Required work.
Show me each line of the listing below where the word "half" appears.

________________

//! A transport is whatever carries [`Command`]s to and from the remote peer.
//!
//! By the time a transport is handed to this crate the connection is already established: TCP
//! accept, TLS handshake and the like all happen up-stack.  What remains is deceptively simple: a
//! source and a sink of commands, delivered in order.
//!
//! The usual way to get one is to wrap an `AsyncRead + AsyncWrite` byte stream in
//! [`tokio_util::codec::Framed`] with a [`RemotingCodec`].
use std::borrow::Cow;
use std::pin::Pin;

use futures::stream::{SplitSink, SplitStream};
use futures::{Sink, SinkExt, Stream, StreamExt, TryStreamExt};
use tokio::io::{AsyncRead, AsyncWrite};
use tokio_util::codec::Framed;

use crate::codec::RemotingCodec;
use crate::command::Command;
use crate::{RemotingError, Result};

/// A source and sink of [`Command`]s for one connection.
///
/// The connection reads and writes at the same time, so a transport hands over its two
/// directions as independent halves.  A write that is stuck waiting on the peer must never stop
/// the connection from reading.
pub trait Transport: Send + Sized + 'static {
    type Error: std::error::Error + Send + Sync + 'static;

    /// Write half.  Sending a command completes once it has been handed to the underlying
    /// transport and flushed.
    type Writer: Sink<Command, Error = Self::Error> + Send + 'static;

    /// Read half.  Ends once the peer has closed the connection.
    type Reader: Stream<Item = Result<Command, Self::Error>> + Send + 'static;

    /// Transport-specific identifier of the remote peer, for logging and for RPC hooks.
    fn remote_peer(&self) -> Cow<'static, str>;

    fn split(self) -> (Self::Writer, Self::Reader);

    /// Override what [`Transport::remote_peer`] reports, typically with a socket address.
    fn with_remote_peer(self, remote_peer: impl Into<String>) -> LabeledTransport<Self> {
        LabeledTransport {
            inner: self,
            remote_peer: remote_peer.into(),
        }
    }
}

/// Wrap a transport error, keeping it as-is if it already is a [`RemotingError`].
fn transport_error<E>(e: E) -> RemotingError
where
    E: std::error::Error + Send + Sync + 'static,
{
    let boxed: Box<dyn std::error::Error + Send + Sync + 'static> = Box::new(e);
    match boxed.downcast::<RemotingError>() {
        Ok(remoting) => *remoting,
        Err(source) => RemotingError::Transport { source },
    }
}

pub(crate) type CommandSink = Pin<Box<dyn Sink<Command, Error = RemotingError> + Send>>;
pub(crate) type CommandStream = Pin<Box<dyn Stream<Item = Result<Command>> + Send>>;

/// Type-erased transport halves, so the connection doesn't have to be generic over the
/// transport type.
pub(crate) struct Peer {
    remote_peer: String,
    writer: CommandSink,
    reader: CommandStream,
}

impl Peer {
    pub(crate) fn new<T: Transport>(transport: T) -> Self {
        let remote_peer = transport.remote_peer().into_owned();
        let (writer, reader) = transport.split();

        Self {
            remote_peer,
            writer: Box::pin(writer.sink_map_err(transport_error::<T::Error>)),
            reader: Box::pin(reader.map_err(transport_error::<T::Error>)),
        }
    }

    pub(crate) fn remote_peer(&self) -> &str {
        &self.remote_peer
    }

    pub(crate) fn into_parts(self) -> (CommandSink, CommandStream) {
        (self.writer, self.reader)
    }
}

/// A transport with an explicitly assigned remote peer name.  See [`Transport::with_remote_peer`].
pub struct LabeledTransport<T> {
    inner: T,
    remote_peer: String,
}

impl<T: Transport> Transport for LabeledTransport<T> {
    type Error = T::Error;
    type Writer = T::Writer;
    type Reader = T::Reader;

    fn remote_peer(&self) -> Cow<'static, str> {
        Cow::Owned(self.remote_peer.clone())
    }

    fn split(self) -> (Self::Writer, Self::Reader) {
        self.inner.split()
    }
}

/// Any stream/sink pair of commands is a transport.  Handy for tests and for in-process peers.
impl<In, InErr, Out> Transport for (In, Out)
where
    In: Stream<Item = Result<Command, InErr>> + Send + 'static,
    InErr: std::error::Error + Send + Sync + 'static,
    Out: Sink<Command> + Send + 'static,
    Out::Error: std::error::Error + Send + Sync + 'static,
{
    type Error = RemotingError;
    type Writer = futures::sink::SinkMapErr<Out, fn(Out::Error) -> RemotingError>;
    type Reader = futures::stream::MapErr<In, fn(InErr) -> RemotingError>;

    fn remote_peer(&self) -> Cow<'static, str> {
        format!("({}, {})", std::any::type_name::<In>(), std::any::type_name::<Out>()).into()
    }

    fn split(self) -> (Self::Writer, Self::Reader) {
        let (reader, writer) = self;
        let writer_error: fn(Out::Error) -> RemotingError = transport_error;
        let reader_error: fn(InErr) -> RemotingError = transport_error;
        (writer.sink_map_err(writer_error), reader.map_err(reader_error))
    }
}

/// Length-prefixed remoting frames over any async byte stream.
///
/// Both halves share the `Framed` behind a lock that is only held for the duration of a single
/// poll, so a write waiting on the peer never holds up a read.
impl<Io> Transport for Framed<Io, RemotingCodec>
where
    Io: AsyncRead + AsyncWrite + Send + Unpin + 'static,
{
    type Error = RemotingError;
    type Writer = SplitSink<Self, Command>;
    type Reader = SplitStream<Self>;

    fn remote_peer(&self) -> Cow<'static, str> {
        Cow::Borrowed(std::any::type_name::<Io>())
    }

    fn split(self) -> (Self::Writer, Self::Reader) {
        StreamExt::split(self)
    }
}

________________

Finished task.
    /// Write half.  Sending a command completes once it has been handed to the underlying
    /// Read half.  Ends once the peer has closed the connection.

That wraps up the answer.